In fact, it looks better than most of the stuff that’s currently coming out of Japanese studios.


"Trending in Japan" May 17, 2017

The attention to environmental detail and polish in each episode is very, VERY atypical for TV genre anime.

Even with the best studios, most if not all Japanese anime have to cut some corners and keep under budget while balancing the overal visual fidelity, either through “dropping frames” in the character animations, less attention to detail in the backgrounds, or repeated crowd animations (even though there is strong, dissenting opinions if that is actually the case).

I believe that there are a couple of factors on why China has recently been upping their quality bar on their anime.

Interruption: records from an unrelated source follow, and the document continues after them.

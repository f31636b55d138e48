/*!
 * Tests for the translation table model and its stores
 */

use flashgen::table::{JsonFileStore, MemoryStore, TableStore, TranslationTable};

use crate::common::{add_fragment, add_phrase, table_with_fragment, table_with_phrase};

#[test]
fn test_knownLanguages_withPhrasesAndFragments_shouldUnionBothNamespaces() {
    let mut table = table_with_phrase("Save", "de", "Speichern");
    add_phrase(&mut table, "Save", "fr", "Enregistrer");
    add_fragment(&mut table, "HTTP_CUSTOM", "it", "// nota");

    let languages = table.known_languages("en");

    assert_eq!(languages, vec!["de", "fr", "it"]);
}

#[test]
fn test_knownLanguages_withSourceEntries_shouldExcludeSourceLanguage() {
    let mut table = table_with_phrase("Save", "en", "Save");
    add_phrase(&mut table, "Save", "de", "Speichern");

    let languages = table.known_languages("en");

    assert_eq!(languages, vec!["de"]);
}

#[test]
fn test_lookupPhrase_withEmptyTranslation_shouldReturnNone() {
    let table = table_with_phrase("Save", "de", "");

    assert!(table.lookup_phrase("Save", "de").is_none());
}

#[test]
fn test_lookupPhrase_withTranslation_shouldReturnIt() {
    let table = table_with_phrase("Save", "de", "Speichern");

    assert_eq!(table.lookup_phrase("Save", "de"), Some("Speichern"));
}

#[test]
fn test_registerPhrase_withNewPhrase_shouldInsertEmptyEntry() {
    let mut table = TranslationTable::default();

    let modified = table.register_phrase("Save");

    assert!(modified);
    assert!(table.phrases.get("Save").unwrap().is_empty());
}

#[test]
fn test_registerPhrase_withKnownPhrase_shouldNotOverwrite() {
    let mut table = table_with_phrase("Save", "de", "Speichern");

    let modified = table.register_phrase("Save");

    assert!(!modified);
    assert_eq!(table.lookup_phrase("Save", "de"), Some("Speichern"));
}

#[test]
fn test_fragmentText_withMissingLanguage_shouldFallBackToSource() {
    let mut table = table_with_fragment("HTTP_CUSTOM", "en", "// generated");
    add_fragment(&mut table, "HTTP_CUSTOM", "de", "// generiert");

    assert_eq!(
        table.fragment_text("HTTP_CUSTOM", "fr", "en"),
        Some("// generated")
    );
    assert_eq!(
        table.fragment_text("HTTP_CUSTOM", "de", "en"),
        Some("// generiert")
    );
}

#[test]
fn test_jsonFileStore_withMissingFile_shouldLoadEmptyTable() {
    let dir = tempfile::tempdir().unwrap();
    let store = JsonFileStore::new(dir.path().join("translation.json"));

    let table = store.load().unwrap();

    assert_eq!(table, TranslationTable::default());
}

#[test]
fn test_jsonFileStore_withPersistedTable_shouldRoundTrip() {
    let dir = tempfile::tempdir().unwrap();
    let path = dir.path().join("translation.json");
    let store = JsonFileStore::new(&path);

    let mut table = table_with_phrase("Save", "de", "Speichern");
    add_fragment(&mut table, "HTTP_CUSTOM", "en", "// generated");

    store.persist(&table).unwrap();
    let loaded = store.load().unwrap();

    assert_eq!(loaded, table);
}

#[test]
fn test_jsonFileStore_persist_shouldWritePrettyPrintedNamespaces() {
    let dir = tempfile::tempdir().unwrap();
    let path = dir.path().join("translation.json");
    let store = JsonFileStore::new(&path);

    store
        .persist(&table_with_phrase("Save", "de", "Speichern"))
        .unwrap();

    let content = std::fs::read_to_string(&path).unwrap();
    assert!(content.contains("\"phrases\""));
    assert!(content.contains("\"fragments\""));
    // Pretty-printed for human review
    assert!(content.contains('\n'));
}

#[test]
fn test_memoryStore_persist_shouldUpdateSnapshotAndCount() {
    let store = MemoryStore::default();
    let table = table_with_phrase("Save", "de", "Speichern");

    store.persist(&table).unwrap();

    assert_eq!(store.snapshot(), table);
    assert_eq!(store.persist_count(), 1);
}
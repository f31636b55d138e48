use anyhow::{anyhow, Result};
use serde::{Deserialize, Serialize};
use std::default::Default;
use std::path::{Path, PathBuf};

/// Application configuration module
/// This module handles the application configuration including loading,
/// validating and saving configuration settings.
/// Represents the application configuration
#[derive(Debug, Serialize, Deserialize, Clone)]
pub struct Config {
    /// Source language code, used verbatim in the markup and emitted as
    /// the final unconditional branch of the generated output
    #[serde(default = "default_source_language")]
    pub source_language: String,

    /// Required prefix of region marker names
    #[serde(default = "default_marker_prefix")]
    pub marker_prefix: String,

    /// Path of the persisted translation table
    #[serde(default = "default_table_path")]
    pub table_path: PathBuf,

    /// Log level
    #[serde(default)]
    pub log_level: LogLevel,
}

/// Log verbosity level
#[derive(Debug, Serialize, Deserialize, Clone, PartialEq, Default)]
#[serde(rename_all = "lowercase")]
pub enum LogLevel {
    Error,
    Warn,
    #[default]
    Info,
    Debug,
    Trace,
}

fn default_source_language() -> String {
    "en".to_string()
}

fn default_marker_prefix() -> String {
    "HTTP_".to_string()
}

fn default_table_path() -> PathBuf {
    PathBuf::from("translation.json")
}

impl Config {
    /// Load a configuration from a JSON file.
    pub fn from_file<P: AsRef<Path>>(path: P) -> Result<Self> {
        let content = std::fs::read_to_string(&path)
            .map_err(|e| anyhow!("Failed to open config file {:?}: {}", path.as_ref(), e))?;

        let config: Config = serde_json::from_str(&content)
            .map_err(|e| anyhow!("Failed to parse config file {:?}: {}", path.as_ref(), e))?;

        Ok(config)
    }

    /// Save the configuration as pretty-printed JSON.
    pub fn save_to<P: AsRef<Path>>(&self, path: P) -> Result<()> {
        let json = serde_json::to_string_pretty(self)
            .map_err(|e| anyhow!("Failed to serialize config to JSON: {}", e))?;

        std::fs::write(&path, json)
            .map_err(|e| anyhow!("Failed to write config file {:?}: {}", path.as_ref(), e))?;

        Ok(())
    }

    /// Validate the configuration for consistency and required values
    pub fn validate(&self) -> Result<()> {
        if self.source_language.is_empty() {
            return Err(anyhow!("Source language must not be empty"));
        }
        if !self
            .source_language
            .chars()
            .all(|c| c.is_ascii_lowercase())
        {
            return Err(anyhow!(
                "Invalid source language code: {}",
                self.source_language
            ));
        }

        if self.marker_prefix.is_empty() {
            return Err(anyhow!("Marker prefix must not be empty"));
        }
        if !self
            .marker_prefix
            .chars()
            .all(|c| c.is_ascii_uppercase() || c == '_')
        {
            return Err(anyhow!(
                "Marker prefix must be uppercase identifiers: {}",
                self.marker_prefix
            ));
        }

        if self.table_path.as_os_str().is_empty() {
            return Err(anyhow!("Translation table path must not be empty"));
        }

        Ok(())
    }
}

/// Default implementation for Config
impl Default for Config {
    fn default() -> Self {
        Config {
            source_language: default_source_language(),
            marker_prefix: default_marker_prefix(),
            table_path: default_table_path(),
            log_level: LogLevel::default(),
        }
    }
}
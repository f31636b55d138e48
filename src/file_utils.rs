use anyhow::{Context, Result};
use std::fs;
use std::path::Path;
use tempfile::NamedTempFile;

// @module: File and directory utilities

// @struct: File operations utility
pub struct FileManager;

impl FileManager {
    // @checks: File existence
    pub fn file_exists<P: AsRef<Path>>(path: P) -> bool {
        path.as_ref().exists() && path.as_ref().is_file()
    }

    // @creates: Directory and parents if needed
    pub fn ensure_dir<P: AsRef<Path>>(path: P) -> Result<()> {
        let path = path.as_ref();
        if !path.exists() {
            fs::create_dir_all(path)?;
        }
        Ok(())
    }

    /// Read a file to a string
    pub fn read_to_string<P: AsRef<Path>>(path: P) -> Result<String> {
        fs::read_to_string(&path)
            .with_context(|| format!("Failed to read file: {:?}", path.as_ref()))
    }

    /// Write a string to a file
    pub fn write_to_file<P: AsRef<Path>>(path: P, content: &str) -> Result<()> {
        // Ensure the parent directory exists
        if let Some(parent) = path.as_ref().parent() {
            Self::ensure_dir(parent)?;
        }

        fs::write(&path, content)
            .with_context(|| format!("Failed to write to file: {:?}", path.as_ref()))?;

        Ok(())
    }

    /// Write a string to a file atomically via a temporary file and rename.
    ///
    /// Used for the translation table, which must never be left half
    /// written when a run is interrupted mid-rewrite.
    pub fn write_atomic<P: AsRef<Path>>(path: P, content: &str) -> Result<()> {
        let path = path.as_ref();
        let parent = match path.parent() {
            Some(parent) if !parent.as_os_str().is_empty() => parent,
            _ => Path::new("."),
        };
        Self::ensure_dir(parent)?;

        let mut temp = NamedTempFile::new_in(parent)
            .with_context(|| format!("Failed to create temporary file in {:?}", parent))?;

        use std::io::Write;
        temp.write_all(content.as_bytes())
            .with_context(|| format!("Failed to write temporary file for {:?}", path))?;

        temp.persist(path)
            .with_context(|| format!("Failed to replace file: {:?}", path))?;

        Ok(())
    }
}
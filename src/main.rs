// Module-specific lints configuration
#![allow(clippy::uninlined_format_args)]

use anyhow::{anyhow, Context, Result};
use clap::{CommandFactory, Parser, Subcommand, ValueEnum};
use clap_complete::{generate, Shell};
use log::{info, warn, Level, LevelFilter, Log, Metadata, Record, SetLoggerError};
use std::io::Write;
use std::path::{Path, PathBuf};

use crate::app_config::Config;
use crate::file_utils::FileManager;
use crate::pipeline::{Generator, GeneratorConfig};
use crate::table::{JsonFileStore, MemoryStore, TableStore};

mod app_config;
mod errors;
mod file_utils;
mod pipeline;
mod region;
mod table;

/// CLI Wrapper for LogLevel to implement ValueEnum
#[derive(Debug, Clone, ValueEnum)]
enum CliLogLevel {
    Error,
    Warn,
    Info,
    Debug,
    Trace,
}

impl From<CliLogLevel> for app_config::LogLevel {
    fn from(cli_level: CliLogLevel) -> Self {
        match cli_level {
            CliLogLevel::Error => app_config::LogLevel::Error,
            CliLogLevel::Warn => app_config::LogLevel::Warn,
            CliLogLevel::Info => app_config::LogLevel::Info,
            CliLogLevel::Debug => app_config::LogLevel::Debug,
            CliLogLevel::Trace => app_config::LogLevel::Trace,
        }
    }
}

fn level_filter(level: &app_config::LogLevel) -> LevelFilter {
    match level {
        app_config::LogLevel::Error => LevelFilter::Error,
        app_config::LogLevel::Warn => LevelFilter::Warn,
        app_config::LogLevel::Info => LevelFilter::Info,
        app_config::LogLevel::Debug => LevelFilter::Debug,
        app_config::LogLevel::Trace => LevelFilter::Trace,
    }
}

#[derive(Subcommand, Debug)]
enum Commands {
    /// Generate the header from an annotated markup file (default command)
    Generate(GenerateArgs),

    /// Generate shell completions for flashgen
    Completions {
        /// Shell to generate completions for
        #[arg(value_enum)]
        shell: Shell,
    },
}

#[derive(Parser, Debug)]
struct GenerateArgs {
    /// Annotated markup file to process
    #[arg(value_name = "INPUT_PATH")]
    input_path: PathBuf,

    /// Output header path (defaults to the input path with a .h extension)
    #[arg(short, long)]
    output: Option<PathBuf>,

    /// Translation table path (overrides the configured path)
    #[arg(long)]
    table: Option<PathBuf>,

    /// Source language code (e.g. 'en')
    #[arg(short, long)]
    source_language: Option<String>,

    /// Region marker name prefix (e.g. 'HTTP_')
    #[arg(short, long)]
    prefix: Option<String>,

    /// Configuration file path
    #[arg(short, long, default_value = "conf.json")]
    config_path: String,

    /// Set logging level
    #[arg(short, long, value_enum)]
    log_level: Option<CliLogLevel>,

    /// Dry run: print the generated header to stdout, write nothing
    #[arg(long)]
    check: bool,
}

/// flashgen - PROGMEM string header generator
///
/// Turns an annotated HTML document into conditionally-compiled C/C++
/// PROGMEM string constants and macros, with per-language variants
/// resolved from a persisted translation table at build time.
#[derive(Parser, Debug)]
#[command(name = "flashgen")]
#[command(version = "1.0.0")]
#[command(about = "Multi-language PROGMEM string header generator")]
#[command(long_about = "flashgen extracts named regions from an annotated HTML document and emits
PROGMEM string constants and macros, one variant per language known to the
translation table, selected at compile time via LANG_XX defines.

EXAMPLES:
    flashgen web.html                       # Generate web.h next to the input
    flashgen -o strings.h web.html          # Explicit output path
    flashgen --table i18n.json web.html     # Explicit translation table
    flashgen --check web.html               # Print the output, write nothing
    flashgen completions bash > flashgen.bash

CONFIGURATION:
    Configuration is stored in conf.json by default. You can specify a
    different config file with --config-path. If the config file doesn't
    exist, a default one will be created automatically.")]
struct CommandLineOptions {
    #[command(subcommand)]
    command: Option<Commands>,

    /// Annotated markup file to process
    #[arg(value_name = "INPUT_PATH")]
    input_path: Option<PathBuf>,

    /// Output header path (defaults to the input path with a .h extension)
    #[arg(short, long)]
    output: Option<PathBuf>,

    /// Translation table path (overrides the configured path)
    #[arg(long)]
    table: Option<PathBuf>,

    /// Source language code (e.g. 'en')
    #[arg(short, long)]
    source_language: Option<String>,

    /// Region marker name prefix (e.g. 'HTTP_')
    #[arg(short, long)]
    prefix: Option<String>,

    /// Configuration file path
    #[arg(short, long, default_value = "conf.json")]
    config_path: String,

    /// Set logging level
    #[arg(short, long, value_enum)]
    log_level: Option<CliLogLevel>,

    /// Dry run: print the generated header to stdout, write nothing
    #[arg(long)]
    check: bool,
}

// @struct: Custom logger implementation
struct CustomLogger {
    level: LevelFilter,
}

impl CustomLogger {
    // @creates: New logger with specified level
    fn new(level: LevelFilter) -> Self {
        CustomLogger { level }
    }

    // @initializes: Global logger
    fn init(level: LevelFilter) -> Result<(), SetLoggerError> {
        let logger = Box::new(CustomLogger::new(level));
        log::set_boxed_logger(logger)?;
        log::set_max_level(level);
        Ok(())
    }

    // @returns: ANSI color code for log level
    fn color_for_level(level: Level) -> &'static str {
        match level {
            Level::Error => "\x1B[1;31m",
            Level::Warn => "\x1B[1;33m",
            Level::Info => "\x1B[1;32m",
            Level::Debug => "\x1B[1;36m",
            Level::Trace => "\x1B[1;35m",
        }
    }
}

impl Log for CustomLogger {
    fn enabled(&self, metadata: &Metadata) -> bool {
        metadata.level() <= self.level
    }

    fn log(&self, record: &Record) {
        if self.enabled(record.metadata()) {
            let now = chrono::Local::now().format("%H:%M:%S.%3f");
            let color = Self::color_for_level(record.level());

            let mut stderr = std::io::stderr();
            let _ = writeln!(stderr, "{}{} {}\x1B[0m", color, now, record.args());
        }
    }

    fn flush(&self) {
        let _ = std::io::stderr().flush();
    }
}

fn main() -> Result<()> {
    // Initialize the logger once with info level by default
    // We'll update the level after loading the config if needed
    CustomLogger::init(LevelFilter::Info)?;

    // Parse command line arguments using clap
    let cli = CommandLineOptions::parse();

    // Handle subcommands
    match cli.command {
        Some(Commands::Completions { shell }) => {
            let mut cmd = CommandLineOptions::command();
            generate(shell, &mut cmd, "flashgen", &mut std::io::stdout());
            Ok(())
        }
        Some(Commands::Generate(args)) => run_generate(args),
        None => {
            // Default behavior - use top-level args for backwards compatibility
            let input_path = cli
                .input_path
                .ok_or_else(|| anyhow!("INPUT_PATH is required when no subcommand is specified"))?;

            let generate_args = GenerateArgs {
                input_path,
                output: cli.output,
                table: cli.table,
                source_language: cli.source_language,
                prefix: cli.prefix,
                config_path: cli.config_path,
                log_level: cli.log_level,
                check: cli.check,
            };
            run_generate(generate_args)
        }
    }
}

fn run_generate(options: GenerateArgs) -> Result<()> {
    // If log level is set via command line, apply it immediately
    if let Some(cmd_log_level) = &options.log_level {
        let config_log_level: app_config::LogLevel = cmd_log_level.clone().into();
        log::set_max_level(level_filter(&config_log_level));
    }

    // Load or create configuration
    let config_path = &options.config_path;
    let mut config = if Path::new(config_path).exists() {
        Config::from_file(config_path)
            .with_context(|| format!("Failed to load config file: {}", config_path))?
    } else {
        // Create default configuration if not exists
        warn!(
            "Config file not found at '{}', creating default config.",
            config_path
        );
        let config = Config::default();
        config
            .save_to(config_path)
            .with_context(|| format!("Failed to write default config to file: {}", config_path))?;
        config
    };

    // Override config with CLI options if provided
    if let Some(source_language) = &options.source_language {
        config.source_language = source_language.clone();
    }
    if let Some(prefix) = &options.prefix {
        config.marker_prefix = prefix.clone();
    }
    if let Some(table) = &options.table {
        config.table_path = table.clone();
    }
    if let Some(log_level) = &options.log_level {
        config.log_level = log_level.clone().into();
    }

    // Validate the configuration after loading and overriding
    config
        .validate()
        .context("Configuration validation failed")?;

    // If log level was not set via command line, update it from config now
    if options.log_level.is_none() {
        log::set_max_level(level_filter(&config.log_level));
    }

    if !options.input_path.is_file() {
        return Err(anyhow!(
            "Input path does not exist: {:?}",
            options.input_path
        ));
    }

    let markup = FileManager::read_to_string(&options.input_path)?;

    let generator_config = GeneratorConfig::new(&config.source_language, &config.marker_prefix);
    let file_store = JsonFileStore::new(&config.table_path);

    let output = if options.check {
        // Dry run resolves against an in-memory copy of the table so
        // neither the output file nor the table file is touched
        let store = MemoryStore::new(file_store.load()?);
        Generator::new(generator_config, &store).generate(&markup)
    } else {
        Generator::new(generator_config, &file_store).generate(&markup)
    }
    .map_err(|e| anyhow!("Generation failed for {:?}: {}", options.input_path, e))?;

    if options.check {
        print!("{}", output);
        return Ok(());
    }

    let output_path = options
        .output
        .clone()
        .unwrap_or_else(|| options.input_path.with_extension("h"));

    FileManager::write_to_file(&output_path, &output)?;
    info!("Generated header: {:?}", output_path);

    Ok(())
}
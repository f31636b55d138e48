/*!
 * The four-stage generation pipeline.
 *
 * Stages run strictly in order; each consumes the previous stage's
 * complete output:
 * 1. **Splitter**: extract named regions between paired comment markers
 * 2. **Template**: split placeholder-bearing regions into chunks/params
 * 3. **Translator**: resolve phrases and replicate regions per language
 * 4. **Assembler**: emit guarded PROGMEM constant and macro definitions
 *
 * The whole pipeline is synchronous and runs to completion once per
 * build invocation; the translator's table read/write is the only side
 * effect.
 */

pub mod assembler;
pub mod generator;
pub mod splitter;
pub mod template;
pub mod translator;

// Re-export types used externally
pub use generator::{Generator, GeneratorConfig};
pub use translator::Translator;
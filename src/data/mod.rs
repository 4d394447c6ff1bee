/// Data layer: core types, loading, and writing.
///
/// Architecture:
/// ```text
///  census.csv     dictionary.json
///      │                │
///      ▼                ▼
///   ┌──────────────────────┐
///   │        loader        │  parse files → Table, CodeDictionary
///   └──────────────────────┘
///      │
///      ▼
///   ┌──────────┐
///   │  Table   │  named columns of Value cells
///   └──────────┘
///      │   (refine stages)
///      ▼
///   ┌──────────┐
///   │  writer  │  Table → refined CSV
///   └──────────┘
/// ```

pub mod dictionary;
pub mod loader;
pub mod model;
pub mod writer;
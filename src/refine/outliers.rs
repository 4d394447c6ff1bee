use crate::data::model::{Table, Value};

/// Null values of `column` strictly above `threshold`.
///
/// Returns `None` when the column is absent (the check is skipped), otherwise
/// the number of values replaced.
pub fn flag_outliers(mut table: Table, column: &str, threshold: i64) -> (Table, Option<usize>) {
    if !table.has_column(column) {
        log::debug!("outlier column '{column}' not present, skipping");
        return (table, None);
    }

    let mut flagged = 0;
    if let Some(target) = table.column_mut(column) {
        for value in &mut target.values {
            if value.as_f64().is_some_and(|v| v > threshold as f64) {
                *value = Value::Missing;
                flagged += 1;
            }
        }
    }

    (table, Some(flagged))
}
use std::borrow::Cow;

// ---------------------------------------------------------------------------
// Value – a single cell
// ---------------------------------------------------------------------------

/// A cell of the census table.
///
/// Freshly loaded cells are `Text` (or `Missing` for empty fields). After type
/// normalization data columns hold `Integer` and `Missing`, except a column
/// that has no integer representation: its numbers stay `Float`. Label columns
/// hold `Text` and `Missing`.
#[derive(Debug, Clone, PartialEq)]
pub enum Value {
    Integer(i64),
    /// Never NaN; unparseable numbers are `Missing`.
    Float(f64),
    Text(String),
    Missing,
}

// -- Manual Eq/Hash so rows can be put in a HashSet --

impl Eq for Value {}

impl std::hash::Hash for Value {
    fn hash<H: std::hash::Hasher>(&self, state: &mut H) {
        std::mem::discriminant(self).hash(state);
        match self {
            Value::Integer(i) => i.hash(state),
            // 0.0 == -0.0, so they must hash alike
            Value::Float(f) => (f + 0.0).to_bits().hash(state),
            Value::Text(s) => s.hash(state),
            Value::Missing => {}
        }
    }
}

impl Value {
    /// Build a cell from a raw CSV field. Empty fields are missing.
    pub fn from_field(field: &str) -> Self {
        if field.is_empty() {
            Value::Missing
        } else {
            Value::Text(field.to_string())
        }
    }

    /// Numeric view of the cell, for threshold comparisons.
    pub fn as_f64(&self) -> Option<f64> {
        match self {
            Value::Integer(i) => Some(*i as f64),
            Value::Float(f) => Some(*f),
            _ => None,
        }
    }

    /// The integer code this cell stands for: integers, and floats with no
    /// fractional part.
    pub fn as_code(&self) -> Option<i64> {
        match self {
            Value::Integer(i) => Some(*i),
            Value::Float(f) if f.fract() == 0.0 && *f >= i64::MIN as f64 && *f < i64::MAX as f64 => {
                Some(*f as i64)
            }
            _ => None,
        }
    }

    /// The CSV field for this cell. Missing cells serialize as empty fields.
    pub fn as_field(&self) -> Cow<'_, str> {
        match self {
            Value::Integer(i) => Cow::Owned(i.to_string()),
            // `{:?}` keeps the decimal point on whole floats ("35.0")
            Value::Float(f) => Cow::Owned(format!("{f:?}")),
            Value::Text(s) => Cow::Borrowed(s),
            Value::Missing => Cow::Borrowed(""),
        }
    }
}

impl From<Option<i64>> for Value {
    fn from(value: Option<i64>) -> Self {
        value.map_or(Value::Missing, Value::Integer)
    }
}

// ---------------------------------------------------------------------------
// Column / Table
// ---------------------------------------------------------------------------

/// A named column of cells.
#[derive(Debug, Clone, PartialEq)]
pub struct Column {
    pub name: String,
    pub values: Vec<Value>,
}

impl Column {
    pub fn new(name: impl Into<String>, values: Vec<Value>) -> Self {
        Column {
            name: name.into(),
            values,
        }
    }

    /// Convenience constructor for nullable-integer columns.
    #[cfg(test)]
    pub fn integers(name: impl Into<String>, values: &[Option<i64>]) -> Self {
        Column::new(name, values.iter().copied().map(Value::from).collect())
    }
}

/// The full dataset: ordered columns of equal length.
#[derive(Debug, Clone, PartialEq, Default)]
pub struct Table {
    pub columns: Vec<Column>,
}

impl Table {
    pub fn new(columns: Vec<Column>) -> Self {
        debug_assert!(
            columns.windows(2).all(|w| w[0].values.len() == w[1].values.len()),
            "columns must have equal length"
        );
        Table { columns }
    }

    /// Build a column-oriented table from header names and row records.
    pub fn from_rows(headers: Vec<String>, rows: Vec<Vec<Value>>) -> Self {
        let mut columns: Vec<Column> = headers
            .into_iter()
            .map(|name| Column::new(name, Vec::with_capacity(rows.len())))
            .collect();

        for row in rows {
            for (column, value) in columns.iter_mut().zip(row) {
                column.values.push(value);
            }
        }
        Table::new(columns)
    }

    /// Number of rows.
    pub fn height(&self) -> usize {
        self.columns.first().map_or(0, |c| c.values.len())
    }

    /// Number of columns.
    pub fn width(&self) -> usize {
        self.columns.len()
    }

    pub fn column(&self, name: &str) -> Option<&Column> {
        self.columns.iter().find(|c| c.name == name)
    }

    pub fn column_mut(&mut self, name: &str) -> Option<&mut Column> {
        self.columns.iter_mut().find(|c| c.name == name)
    }

    pub fn has_column(&self, name: &str) -> bool {
        self.column(name).is_some()
    }

    /// Insert a column, replacing the values of an existing column with the
    /// same name in place.
    pub fn upsert_column(&mut self, column: Column) {
        match self.column_mut(&column.name) {
            Some(existing) => existing.values = column.values,
            None => self.columns.push(column),
        }
    }

    /// Cells of row `index` in column order.
    pub fn row(&self, index: usize) -> Vec<&Value> {
        self.columns.iter().map(|c| &c.values[index]).collect()
    }

    /// Keep only the rows whose flag in `keep` is set.
    pub fn retain_rows(&mut self, keep: &[bool]) {
        for column in &mut self.columns {
            let mut flags = keep.iter();
            column
                .values
                .retain(|_| flags.next().copied().unwrap_or(false));
        }
    }
}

  • More younger Chinese are watching anime and wanting to have a career in that industry. It is similar to when American or Korean MMO’s such as World of Warcraft or Black Desert Online became hugely popular in Mainland China and inspired Chinese artists and programmers to work in the video game industry.
  • It is possible the Chinese government see the animation industry as an opportunity to GDP growth in the global creative content market in conjunction with exporting the “China brand” so they are taking the opportunity to pour money into the industry to kickstart the rise in more quality studios which put out better animated tv shows than in the past.

Some screenshots of The King’s Avatar below:

A different kind of anime fight choreography

As other commentators have said around anime newgroups and Reddit, the action scenes in The King’s Avatar seriesare actually really good but also on the whole, exaggerated.

I do think the studio is trying to carve out something that is their own style which will play better to Chinese audiences: more frentic, colorful, much more fluid with promenent fx trails or action lines. Something seperate from typical Japanese anime fighting scenes.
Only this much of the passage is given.